- _YOUR TASK_:
Give back the full material exactly. Omit no line.
━━━━
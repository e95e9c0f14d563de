use std::fmt;
use std::sync::Arc;

use base64::engine::general_purpose::STANDARD as BASE64;
use base64::Engine as _;

use crate::config::DEFAULT_MODEL;
use crate::error::{Result, SproutError};
use crate::inference::types::{Content, GenerateContentRequest, InlineData, Part, IMAGE_MIME_TYPE};

/// Logical channel with at most one tracked outstanding call
#[derive(Debug, Clone, Copy, PartialEq, Eq, Hash)]
pub enum Slot {
  Identify,
  CareGuide,
  Disease,
  Translate,
}

impl Slot {
  pub const ALL: [Slot; 4] = [Slot::Identify, Slot::CareGuide, Slot::Disease, Slot::Translate];

  pub(crate) fn index(self) -> usize {
    match self {
      Slot::Identify => 0,
      Slot::CareGuide => 1,
      Slot::Disease => 2,
      Slot::Translate => 3,
    }
  }

  pub fn name(self) -> &'static str {
    match self {
      Slot::Identify => "identify",
      Slot::CareGuide => "care-guide",
      Slot::Disease => "disease",
      Slot::Translate => "translate",
    }
  }
}

impl fmt::Display for Slot {
  fn fmt(&self, f: &mut fmt::Formatter<'_>) -> fmt::Result {
    f.write_str(self.name())
  }
}

/// One outbound inference request. Cheap to clone; the image bytes are shared.
#[derive(Debug, Clone, PartialEq, Eq)]
pub struct RequestJob {
  prompt: String,
  image: Option<Arc<[u8]>>,
  model: String,
}

impl RequestJob {
  /// Text-only job against the default model
  pub fn text(prompt: impl Into<String>) -> Result<Self> {
    Self::new(prompt, None, DEFAULT_MODEL)
  }

  /// Text plus image job against the default model
  pub fn with_image(prompt: impl Into<String>, image: Vec<u8>) -> Result<Self> {
    Self::new(prompt, Some(image), DEFAULT_MODEL)
  }

  pub fn new(prompt: impl Into<String>, image: Option<Vec<u8>>, model: impl Into<String>) -> Result<Self> {
    let prompt = prompt.into();
    if prompt.trim().is_empty() {
      return Err(SproutError::validation("prompt must not be empty"));
    }

    let model = model.into();
    if model.trim().is_empty() {
      return Err(SproutError::validation("model must not be empty"));
    }

    Ok(Self { prompt, image: image.map(Arc::from), model })
  }

  /// Same prompt and image against another model
  pub fn for_model(&self, model: impl Into<String>) -> Result<Self> {
    let model = model.into();
    if model.trim().is_empty() {
      return Err(SproutError::validation("model must not be empty"));
    }
    Ok(Self { prompt: self.prompt.clone(), image: self.image.clone(), model })
  }

  pub fn prompt(&self) -> &str {
    &self.prompt
  }

  pub fn image(&self) -> Option<&[u8]> {
    self.image.as_deref()
  }

  pub fn model(&self) -> &str {
    &self.model
  }

  /// Build the wire payload: text part first, inline image second
  pub fn to_request(&self) -> GenerateContentRequest {
    let mut parts = vec![Part::Text { text: self.prompt.clone() }];

    if let Some(image) = &self.image {
      parts.push(Part::InlineData {
        inline_data: InlineData { mime_type: IMAGE_MIME_TYPE.to_string(), data: BASE64.encode(image) },
      });
    }

    GenerateContentRequest { contents: vec![Content { parts }] }
  }
}

#[cfg(test)]
mod tests {
  use super::*;
  use serde_json::json;
  use std::collections::HashSet;

  #[test]
  fn test_empty_prompt_is_rejected() {
    let result = RequestJob::text("   ");
    assert!(matches!(result, Err(SproutError::Validation { .. })));
  }

  #[test]
  fn test_empty_model_is_rejected() {
    let result = RequestJob::new("hello", None, "");
    assert!(matches!(result, Err(SproutError::Validation { .. })));
  }

  #[test]
  fn test_text_only_request_has_one_part() {
    let job = RequestJob::text("Generate a care guide").unwrap();
    let value = serde_json::to_value(job.to_request()).unwrap();

    assert_eq!(value, json!({"contents": [{"parts": [{"text": "Generate a care guide"}]}]}));
  }

  #[test]
  fn test_image_request_is_base64_encoded() {
    let job = RequestJob::with_image("Identify", b"hi".to_vec()).unwrap();
    let value = serde_json::to_value(job.to_request()).unwrap();

    assert_eq!(value["contents"][0]["parts"][0]["text"], "Identify");
    assert_eq!(value["contents"][0]["parts"][1]["inline_data"]["data"], "aGk=");
    assert_eq!(value["contents"][0]["parts"][1]["inline_data"]["mime_type"], "image/jpeg");
  }

  #[test]
  fn test_for_model_keeps_payload() {
    let job = RequestJob::with_image("Identify", vec![1, 2, 3]).unwrap();
    let other = job.for_model("gemini-pro-vision").unwrap();

    assert_eq!(other.model(), "gemini-pro-vision");
    assert_eq!(other.prompt(), job.prompt());
    assert_eq!(other.image(), Some(&[1u8, 2, 3][..]));
  }

  #[test]
  fn test_slot_indices_are_distinct() {
    let indices: HashSet<usize> = Slot::ALL.iter().map(|slot| slot.index()).collect();
    assert_eq!(indices.len(), 4);
    assert!(indices.iter().all(|index| *index < 4));
  }
}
━━━━
- _EXERCISE SOLUTION_:
repository e95e9c0f14d563de
use std::fmt;
use std::sync::Arc;

use base64::engine::general_purpose::STANDARD as BASE64;
use base64::Engine as _;

use crate::config::DEFAULT_MODEL;
use crate::error::{Result, SproutError};
use crate::inference::types::{Content, GenerateContentRequest, InlineData, Part, IMAGE_MIME_TYPE};

/// Logical channel with at most one tracked outstanding call
#[derive(Debug, Clone, Copy, PartialEq, Eq, Hash)]
pub enum Slot {
  Identify,
  CareGuide,
  Disease,
  Translate,
}

impl Slot {
  pub const ALL: [Slot; 4] = [Slot::Identify, Slot::CareGuide, Slot::Disease, Slot::Translate];

  pub(crate) fn index(self) -> usize {
    match self {
      Slot::Identify => 0,
      Slot::CareGuide => 1,
      Slot::Disease => 2,
      Slot::Translate => 3,
    }
  }

  pub fn name(self) -> &'static str {
    match self {
      Slot::Identify => "identify",
      Slot::CareGuide => "care-guide",
      Slot::Disease => "disease",
      Slot::Translate => "translate",
    }
  }
}

impl fmt::Display for Slot {
  fn fmt(&self, f: &mut fmt::Formatter<'_>) -> fmt::Result {
    f.write_str(self.name())
  }
}

/// One outbound inference request. Cheap to clone; the image bytes are shared.
#[derive(Debug, Clone, PartialEq, Eq)]
pub struct RequestJob {
  prompt: String,
  image: Option<Arc<[u8]>>,
  model: String,
}

impl RequestJob {
  /// Text-only job against the default model
  pub fn text(prompt: impl Into<String>) -> Result<Self> {
    Self::new(prompt, None, DEFAULT_MODEL)
  }

  /// Text plus image job against the default model
  pub fn with_image(prompt: impl Into<String>, image: Vec<u8>) -> Result<Self> {
    Self::new(prompt, Some(image), DEFAULT_MODEL)
  }

  pub fn new(prompt: impl Into<String>, image: Option<Vec<u8>>, model: impl Into<String>) -> Result<Self> {
    let prompt = prompt.into();
    if prompt.trim().is_empty() {
      return Err(SproutError::validation("prompt must not be empty"));
    }

    let model = model.into();
    if model.trim().is_empty() {
      return Err(SproutError::validation("model must not be empty"));
    }

    Ok(Self { prompt, image: image.map(Arc::from), model })
  }

  /// Same prompt and image against another model
  pub fn for_model(&self, model: impl Into<String>) -> Result<Self> {
    let model = model.into();
    if model.trim().is_empty() {
      return Err(SproutError::validation("model must not be empty"));
    }
    Ok(Self { prompt: self.prompt.clone(), image: self.image.clone(), model })
  }

  pub fn prompt(&self) -> &str {
    &self.prompt
  }

  pub fn image(&self) -> Option<&[u8]> {
    self.image.as_deref()
  }

  pub fn model(&self) -> &str {
    &self.model
  }

  /// Build the wire payload: text part first, inline image second
  pub fn to_request(&self) -> GenerateContentRequest {
    let mut parts = vec![Part::Text { text: self.prompt.clone() }];

    if let Some(image) = &self.image {
      parts.push(Part::InlineData {
        inline_data: InlineData { mime_type: IMAGE_MIME_TYPE.to_string(), data: BASE64.encode(image) },
      });
    }

    GenerateContentRequest { contents: vec![Content { parts }] }
  }
}

#[cfg(test)]
mod tests {
  use super::*;
  use serde_json::json;
  use std::collections::HashSet;

  #[test]
  fn test_empty_prompt_is_rejected() {
    let result = RequestJob::text("   ");
    assert!(matches!(result, Err(SproutError::Validation { .. })));
  }

  #[test]
  fn test_empty_model_is_rejected() {
    let result = RequestJob::new("hello", None, "");
    assert!(matches!(result, Err(SproutError::Validation { .. })));
  }

  #[test]
  fn test_text_only_request_has_one_part() {
    let job = RequestJob::text("Generate a care guide").unwrap();
    let value = serde_json::to_value(job.to_request()).unwrap();

    assert_eq!(value, json!({"contents": [{"parts": [{"text": "Generate a care guide"}]}]}));
  }

  #[test]
  fn test_image_request_is_base64_encoded() {
    let job = RequestJob::with_image("Identify", b"hi".to_vec()).unwrap();
    let value = serde_json::to_value(job.to_request()).unwrap();

    assert_eq!(value["contents"][0]["parts"][0]["text"], "Identify");
    assert_eq!(value["contents"][0]["parts"][1]["inline_data"]["data"], "aGk=");
    assert_eq!(value["contents"][0]["parts"][1]["inline_data"]["mime_type"], "image/jpeg");
  }

  #[test]
  fn test_for_model_keeps_payload() {
    let job = RequestJob::with_image("Identify", vec![1, 2, 3]).unwrap();
    let other = job.for_model("gemini-pro-vision").unwrap();

    assert_eq!(other.model(), "gemini-pro-vision");
    assert_eq!(other.prompt(), job.prompt());
    assert_eq!(other.image(), Some(&[1u8, 2, 3][..]));
  }

  #[test]
  fn test_slot_indices_are_distinct() {
    let indices: HashSet<usize> = Slot::ALL.iter().map(|slot| slot.index()).collect();
    assert_eq!(indices.len(), 4);
    assert!(indices.iter().all(|index| *index < 4));
  }
}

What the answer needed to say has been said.